I am in that awkward part of pregnancy when:
- My belling is getting bigger, but it doesn't quite look pregnant yet. It just looks extra chubby.
- I often have indigestion or heartburn. Tums have become my best friend.
- I am tired and worn out much of the time. I look at wheelchairs with fondness and growing jealousy.
- I have belly gas. It stays cooped up inside me and refuses to seep out. My husband doesn't mind this at all, but I do not like the tummy aches. I'd like to feel relief. I'd like to fart.
- When I look at a tiny baby I have all these squishy feelings on the inside, until they start to cry! Then I think: "Thank goodness I don't have to deal with that. Oh, wait..."

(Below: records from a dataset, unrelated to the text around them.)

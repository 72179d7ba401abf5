//====================================================================

use common::Size;
use hecs::World;

use crate::StateInner;

//====================================================================

/// Whatever the [`Runner`](crate::window::Runner) drives once the main window
/// exists. All calls happen on the event loop thread.
pub trait Scene {
    /// The main window and renderer were just created.
    fn resumed(&mut self, state: &mut StateInner);

    fn resize(&mut self, state: &mut StateInner, new_size: Size<u32>) {
        let _ = (state, new_size);
    }

    fn update(&mut self, state: &mut StateInner);

    /// Drawables rendered each frame.
    fn world(&self) -> &World;

    /// Checked after every event; `true` ends the run loop.
    fn should_exit(&self) -> bool;

    /// The event loop is shutting down, whatever the cause.
    fn exiting(&mut self);
}

//====================================================================
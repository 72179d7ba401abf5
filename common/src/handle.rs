//====================================================================

use std::sync::{atomic::AtomicU32, Arc};

use crate::Size;

//====================================================================

static CURRENT_IMAGE_ID: AtomicU32 = AtomicU32::new(0);

/// Shared, immutable RGBA image.
///
/// Cloning is cheap. Every distinct image gets its own id, which the renderer
/// uses as the key of its uploaded texture.
#[derive(Clone, Debug)]
pub struct ImageHandle {
    id: u32,
    image: Arc<image::RgbaImage>,
}

impl ImageHandle {
    pub fn new(image: image::RgbaImage) -> Self {
        let id = CURRENT_IMAGE_ID.fetch_add(1, std::sync::atomic::Ordering::Relaxed);
        Self {
            id,
            image: Arc::new(image),
        }
    }

    #[inline]
    pub fn id(&self) -> u32 {
        self.id
    }

    #[inline]
    pub fn image(&self) -> &image::RgbaImage {
        &self.image
    }

    #[inline]
    pub fn width(&self) -> u32 {
        self.image.width()
    }

    #[inline]
    pub fn height(&self) -> u32 {
        self.image.height()
    }

    #[inline]
    pub fn size(&self) -> Size<u32> {
        Size::new(self.image.width(), self.image.height())
    }
}

impl PartialEq for ImageHandle {
    #[inline]
    fn eq(&self, other: &Self) -> bool {
        self.id == other.id
    }
}

impl Eq for ImageHandle {}

impl From<image::RgbaImage> for ImageHandle {
    #[inline]
    fn from(value: image::RgbaImage) -> Self {
        Self::new(value)
    }
}

//====================================================================

#[cfg(test)]
mod tests {
    use super::*;

    #[test]
    fn test_handles_get_distinct_ids() {
        let a = ImageHandle::new(image::RgbaImage::new(2, 3));
        let b = ImageHandle::new(image::RgbaImage::new(2, 3));

        assert_ne!(a, b);
        assert_eq!(a, a.clone());
        assert_eq!(a.size(), Size::new(2, 3));
    }
}

//====================================================================
//====================================================================

use camera::{Camera, OrthographicCamera};
use common::{Color, Size};
use hecs::World;
use pipelines::texture_pipeline::TextureRenderer;
use texture_storage::TextureStorage;
use thiserror::Error;
use wgpu::SurfaceTarget;

pub mod camera;
pub mod pipelines;
pub mod texture;
pub mod texture_storage;
pub mod tools;

pub use pipelines::texture_pipeline::{draw_order, Depth, Sprite};

//====================================================================

#[derive(Error, Debug)]
pub enum RendererError {
    #[error("Unable to create surface: {0}")]
    CreateSurface(#[from] wgpu::CreateSurfaceError),

    #[error("No suitable graphics adapter found")]
    NoAdapter,

    #[error("Unable to request device: {0}")]
    RequestDevice(#[from] wgpu::RequestDeviceError),

    #[error("Surface reports no supported formats")]
    UnsupportedSurface,
}

//====================================================================

pub struct Renderer {
    core: RendererCore,
    textures: TextureStorage,

    pub camera: Camera,
    pub clear_color: wgpu::Color,

    texture_pipeline: TextureRenderer,
}

impl Renderer {
    pub fn new(
        window: impl Into<SurfaceTarget<'static>>,
        window_size: Size<u32>,
    ) -> Result<Self, RendererError> {
        let core = pollster::block_on(RendererCore::new(window, window_size))?;
        let textures = TextureStorage::new(&core.device, &core.queue);

        let camera = Camera::new(&core.device, OrthographicCamera::new_sized(window_size));

        let texture_pipeline = TextureRenderer::new(
            &core.device,
            &core.config,
            textures.layout(),
            camera.bind_group_layout(),
        );

        Ok(Self {
            core,
            textures,
            camera,
            clear_color: wgpu::Color {
                r: 0.2,
                g: 0.2,
                b: 0.2,
                a: 1.,
            },
            texture_pipeline,
        })
    }

    pub fn resize(&mut self, new_size: Size<u32>) {
        self.core.config.width = new_size.width;
        self.core.config.height = new_size.height;
        self.core
            .surface
            .configure(&self.core.device, &self.core.config);

        self.camera.camera.set_size(new_size);
    }

    #[inline]
    pub fn set_clear_color(&mut self, color: Color) {
        self.clear_color = wgpu::Color {
            r: f64::from(color.r),
            g: f64::from(color.g),
            b: f64::from(color.b),
            a: f64::from(color.a),
        };
    }

    #[inline]
    pub fn tick(&mut self, world: &World) {
        self.update(world);
        self.render();
    }

    fn update(&mut self, world: &World) {
        self.camera.update_camera(&self.core.queue);

        self.texture_pipeline.prep(
            world,
            &self.core.device,
            &self.core.queue,
            &mut self.textures,
        );
    }

    fn render(&mut self) {
        let (surface_texture, surface_view) = match self.core.surface.get_current_texture() {
            Ok(texture) => {
                let view = texture
                    .texture
                    .create_view(&wgpu::TextureViewDescriptor::default());
                (texture, view)
            }
            Err(_) => {
                log::warn!("Unable to get surface texture - skipping frame");
                return;
            }
        };

        let mut encoder =
            self.core
                .device
                .create_command_encoder(&wgpu::CommandEncoderDescriptor {
                    label: Some("Main command encoder"),
                });

        let mut render_pass = encoder.begin_render_pass(&wgpu::RenderPassDescriptor {
            label: Some("Main Render Pass"),
            color_attachments: &[Some(wgpu::RenderPassColorAttachment {
                view: &surface_view,
                resolve_target: None,
                ops: wgpu::Operations {
                    load: wgpu::LoadOp::Clear(self.clear_color),
                    store: wgpu::StoreOp::Store,
                },
            })],
            depth_stencil_attachment: None,
            timestamp_writes: None,
            occlusion_query_set: None,
        });

        self.texture_pipeline
            .render(&mut render_pass, self.camera.bind_group());

        // Finish render pass
        std::mem::drop(render_pass);

        self.core.queue.submit(Some(encoder.finish()));
        surface_texture.present();
    }
}

//====================================================================

pub struct RendererCore {
    pub device: wgpu::Device,
    pub queue: wgpu::Queue,
    pub surface: wgpu::Surface<'static>,
    pub config: wgpu::SurfaceConfiguration,
}

impl RendererCore {
    pub async fn new(
        window: impl Into<SurfaceTarget<'static>>,
        window_size: Size<u32>,
    ) -> Result<Self, RendererError> {
        log::debug!("Creating core wgpu renderer components.");
        log::debug!("Window inner size = {:?}", window_size);

        let instance = wgpu::Instance::new(wgpu::InstanceDescriptor {
            backends: wgpu::Backends::PRIMARY,
            ..Default::default()
        });

        let surface = instance.create_surface(window)?;

        let adapter = instance
            .request_adapter(&wgpu::RequestAdapterOptions {
                power_preference: wgpu::PowerPreference::default(),
                force_fallback_adapter: false,
                compatible_surface: Some(&surface),
            })
            .await
            .ok_or(RendererError::NoAdapter)?;

        log::debug!("Chosen device adapter: {:#?}", adapter.get_info());

        let (device, queue) = adapter
            .request_device(&wgpu::DeviceDescriptor::default(), None)
            .await?;

        let surface_capabilities = surface.get_capabilities(&adapter);

        let surface_format = surface_capabilities
            .formats
            .iter()
            .find(|format| format.is_srgb())
            .or_else(|| surface_capabilities.formats.first())
            .copied()
            .ok_or(RendererError::UnsupportedSurface)?;

        let alpha_mode = surface_capabilities
            .alpha_modes
            .first()
            .copied()
            .unwrap_or(wgpu::CompositeAlphaMode::Auto);

        let config = wgpu::SurfaceConfiguration {
            usage: wgpu::TextureUsages::RENDER_ATTACHMENT,
            format: surface_format,
            width: window_size.width.max(1),
            height: window_size.height.max(1),
            present_mode: wgpu::PresentMode::AutoVsync,
            desired_maximum_frame_latency: 2,
            alpha_mode,
            view_formats: vec![],
        };

        surface.configure(&device, &config);

        log::debug!("Successfully created core wgpu components.");

        Ok(Self {
            device,
            queue,
            surface,
            config,
        })
    }
}

//====================================================================
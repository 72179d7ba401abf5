//====================================================================

use std::{num::NonZeroUsize, sync::Arc};

use common::{Color, ImageHandle};
use lru::LruCache;

use crate::{texture::Texture, tools};

//====================================================================

const TEXTURE_CACHE_SIZE: usize = 64;

/// Image ids count up from 0, so the white texture can never collide.
const WHITE_TEXTURE_ID: u32 = u32::MAX;

//====================================================================

pub struct LoadedTexture {
    id: u32,
    _texture: Texture,
    bind_group: wgpu::BindGroup,
}

impl LoadedTexture {
    fn new(
        device: &wgpu::Device,
        layout: &wgpu::BindGroupLayout,
        id: u32,
        texture: Texture,
    ) -> Self {
        let bind_group = device.create_bind_group(&wgpu::BindGroupDescriptor {
            label: Some(&format!("Texture {} bind group", id)),
            layout,
            entries: &[
                wgpu::BindGroupEntry {
                    binding: 0,
                    resource: wgpu::BindingResource::TextureView(&texture.view),
                },
                wgpu::BindGroupEntry {
                    binding: 1,
                    resource: wgpu::BindingResource::Sampler(&texture.sampler),
                },
            ],
        });

        Self {
            id,
            _texture: texture,
            bind_group,
        }
    }

    #[inline]
    pub fn id(&self) -> u32 {
        self.id
    }

    #[inline]
    pub fn bind_group(&self) -> &wgpu::BindGroup {
        &self.bind_group
    }
}

impl PartialEq for LoadedTexture {
    #[inline]
    fn eq(&self, other: &Self) -> bool {
        self.id == other.id
    }
}

//====================================================================

/// Gpu copies of [`ImageHandle`]s keyed by image id, plus the plain white
/// texture flat rectangles are tinted from.
pub struct TextureStorage {
    layout: wgpu::BindGroupLayout,
    white: Arc<LoadedTexture>,
    loaded: LruCache<u32, Arc<LoadedTexture>>,
}

impl TextureStorage {
    pub fn new(device: &wgpu::Device, queue: &wgpu::Queue) -> Self {
        let layout = device.create_bind_group_layout(&wgpu::BindGroupLayoutDescriptor {
            label: Some("Sprite Texture Bind Group Layout"),
            entries: &[tools::bgl_texture_entry(0), tools::bgl_sampler_entry(1)],
        });

        let white = Arc::new(LoadedTexture::new(
            device,
            &layout,
            WHITE_TEXTURE_ID,
            Texture::from_color(device, queue, Color::WHITE, Some("White Texture")),
        ));

        Self {
            layout,
            white,
            loaded: LruCache::new(
                NonZeroUsize::new(TEXTURE_CACHE_SIZE).unwrap_or(NonZeroUsize::MIN),
            ),
        }
    }

    /// Layout of the bind group every sprite texture is bound with.
    #[inline]
    pub fn layout(&self) -> &wgpu::BindGroupLayout {
        &self.layout
    }

    /// Texture for `image`, uploading it on first use. `None` gives the white texture.
    pub fn get(
        &mut self,
        device: &wgpu::Device,
        queue: &wgpu::Queue,
        image: Option<&ImageHandle>,
    ) -> Arc<LoadedTexture> {
        let Some(image) = image else {
            return self.white.clone();
        };

        if let Some(texture) = self.loaded.get(&image.id()) {
            return texture.clone();
        }

        log::trace!("Uploading image {} {}", image.id(), image.size());

        let label = format!("Image {}", image.id());
        let texture = Arc::new(LoadedTexture::new(
            device,
            &self.layout,
            image.id(),
            Texture::from_image(device, queue, image.image(), Some(&label)),
        ));

        if let Some((evicted, _)) = self.loaded.push(image.id(), texture.clone()) {
            if evicted != image.id() {
                log::trace!("Evicted texture {}", evicted);
            }
        }

        texture
    }
}

//====================================================================

#[cfg(test)]
mod tests {
    use super::*;

    #[test]
    fn test_white_texture_id_is_never_an_image_id() {
        let image = ImageHandle::new(image::RgbaImage::new(1, 1));
        assert_ne!(image.id(), WHITE_TEXTURE_ID);
    }
}

//====================================================================
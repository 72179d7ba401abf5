//====================================================================

use std::fmt::Display;

pub use color::Color;
pub use handle::ImageHandle;

mod color;
mod handle;

//====================================================================

#[derive(Clone, Copy, Debug, Hash, PartialEq, Eq)]
pub struct Size<T> {
    pub width: T,
    pub height: T,
}

impl<T> Size<T> {
    #[inline]
    pub const fn new(width: T, height: T) -> Self {
        Self { width, height }
    }
}

impl<T> From<(T, T)> for Size<T> {
    #[inline]
    fn from(value: (T, T)) -> Self {
        Self {
            width: value.0,
            height: value.1,
        }
    }
}

impl<T> From<Size<T>> for (T, T) {
    #[inline]
    fn from(value: Size<T>) -> Self {
        (value.width, value.height)
    }
}

impl<T: Display> Display for Size<T> {
    #[inline]
    fn fmt(&self, f: &mut std::fmt::Formatter<'_>) -> std::fmt::Result {
        write!(f, "({}, {})", self.width, self.height)
    }
}

//====================================================================

/// Top-left position that centres `window` on `screen`.
///
/// Uses floor division, so a window larger than the screen gets a negative
/// offset rounded towards negative infinity.
pub fn centered_position(screen: Size<u32>, window: Size<u32>) -> (i32, i32) {
    let x = (i64::from(screen.width) - i64::from(window.width)).div_euclid(2);
    let y = (i64::from(screen.height) - i64::from(window.height)).div_euclid(2);

    (x as i32, y as i32)
}

//====================================================================

/// Placement of a drawable in canvas space.
///
/// `translation` is the centre of the drawable in pixels (y pointing down),
/// `scale` stretches the unit quad the renderer draws.
#[derive(Clone, Debug, PartialEq)]
pub struct Transform {
    pub translation: glam::Vec3,
    pub rotation: glam::Quat,
    pub scale: glam::Vec3,
}

impl Default for Transform {
    fn default() -> Self {
        Self {
            translation: glam::Vec3::ZERO,
            rotation: glam::Quat::IDENTITY,
            scale: glam::Vec3::ONE,
        }
    }
}

impl Transform {
    #[inline]
    pub fn from_translation(translation: impl Into<glam::Vec3>) -> Self {
        let translation = translation.into();
        Self {
            translation,
            ..Default::default()
        }
    }

    /// Centre of a `size` rectangle whose top-left corner sits at `top_left`.
    #[inline]
    pub fn from_top_left(top_left: glam::Vec2, size: glam::Vec2) -> Self {
        Self::from_translation((top_left + size / 2.).extend(0.))
    }

    /// Centre of a `size` rectangle whose bottom edge is centred on `anchor`.
    #[inline]
    pub fn from_bottom_center(anchor: glam::Vec2, size: glam::Vec2) -> Self {
        Self::from_translation(glam::vec3(anchor.x, anchor.y - size.y / 2., 0.))
    }

    #[inline]
    pub fn position(&self) -> glam::Vec2 {
        self.translation.truncate()
    }

    #[inline]
    pub fn to_matrix(&self) -> glam::Mat4 {
        glam::Mat4::from_scale_rotation_translation(self.scale, self.rotation, self.translation)
    }
}

impl From<&Transform> for glam::Mat4 {
    #[inline]
    fn from(value: &Transform) -> Self {
        value.to_matrix()
    }
}

//====================================================================

#[cfg(test)]
mod tests {
    use super::*;

    #[test]
    fn test_centered_position_full_hd() {
        let pos = centered_position(Size::new(1920, 1080), Size::new(1080, 700));
        assert_eq!(pos, (420, 190));
    }

    #[test]
    fn test_centered_position_floors_odd_remainder() {
        let pos = centered_position(Size::new(1001, 801), Size::new(100, 100));
        assert_eq!(pos, (450, 350));
    }

    #[test]
    fn test_centered_position_window_larger_than_screen() {
        let pos = centered_position(Size::new(100, 100), Size::new(201, 100));
        assert_eq!(pos, (-51, 0));
    }

    #[test]
    fn test_transform_anchors() {
        let size = glam::vec2(40., 20.);

        let top_left = Transform::from_top_left(glam::vec2(4., 4.), size);
        assert_eq!(top_left.position(), glam::vec2(24., 14.));

        let bottom = Transform::from_bottom_center(glam::vec2(100., 300.), size);
        assert_eq!(bottom.position(), glam::vec2(100., 290.));
    }

    #[test]
    fn test_size_tuple_conversions() {
        let size: Size<u32> = (1080, 700).into();
        assert_eq!(size, Size::new(1080, 700));
        assert_eq!(size.to_string(), "(1080, 700)");

        let (w, h): (u32, u32) = size.into();
        assert_eq!((w, h), (1080, 700));
    }
}

//====================================================================
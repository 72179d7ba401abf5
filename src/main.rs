//====================================================================

use lykos::{
    AppSettings, Application, Fighter, Game, Move, MoveAction, Outcome, ResolveContext, Role,
    SplashSettings,
};

//====================================================================

fn tackle(mut ctx: ResolveContext<'_>) -> Outcome {
    let damage = ctx.user.stats().atk * 20 / ctx.target.stats().def.max(1);
    ctx.target.damage(damage);

    log::info!(
        "{} hits {} for {} ({} HP left)",
        ctx.user.name(),
        ctx.target.name(),
        damage,
        ctx.target.health()
    );

    match ctx.target.is_knocked_out() {
        true => Outcome::FightOver {
            winner: Some(ctx.role),
        },
        false => Outcome::Continue,
    }
}

fn build_game() -> Result<Game, lykos::GameError> {
    let mut game = Game::default();

    game.add_move(
        Move::new("Tackle", "Charges the target", MoveAction::new("tackle"), 35)
            .with_image("assets/tackle.png"),
    )?;

    game.add_fighter(
        Fighter::builder("Lykos")
            .moves(["Tackle"])
            .sprite("assets/lykos.png")
            .build()?,
    )?;
    game.add_fighter(
        Fighter::builder("Kinter")
            .moves(["Tackle"])
            .sprite("assets/kinter.png")
            .build()?,
    )?;

    Ok(game)
}

fn run() -> Result<(), lykos::AppError> {
    let mut app = Application::new(build_game()?, AppSettings::default());

    app.create("Lykos", Role::Ally)?;
    app.create("Kinter", Role::Enemy)?;
    app.set_resolver(tackle);

    if let Err(e) = app.splash(SplashSettings::default()) {
        log::warn!("No splash screen: {}", e);
    }

    app.start()
}

fn main() {
    let _ = env_logger::Builder::from_env(
        env_logger::Env::default().default_filter_or("info,wgpu_core=warn,wgpu_hal=warn,naga=warn"),
    )
    .try_init();

    if let Err(e) = run() {
        log::error!("{}", e);
        std::process::exit(1);
    }
}

//====================================================================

- I worry that my baby may not be healthy. Then I tell myself to stop worrying and to not be such a pessimist. Then I feel like a fool for being such an optimist, and I start worrying again.
- I have at least one small headache a day.
- I have multiple pimples and extra hair growing on my face. Yet, I am not at the beautiful point in pregnancy when the hair on my head starts to grow in luscious locks and my nails are extra strong and shiny.
- Insomnia. Enough said.
- When my bladder is about to burst, I quickly go to the bathroom, only to let out a tiny tinkle. Then, 20 minutes later, I am about to burst again.
But, I am so thankful for this little life inside me, and I must remember that the best things come in small packages.
Even uncomfortable, hairy, and awkward packages.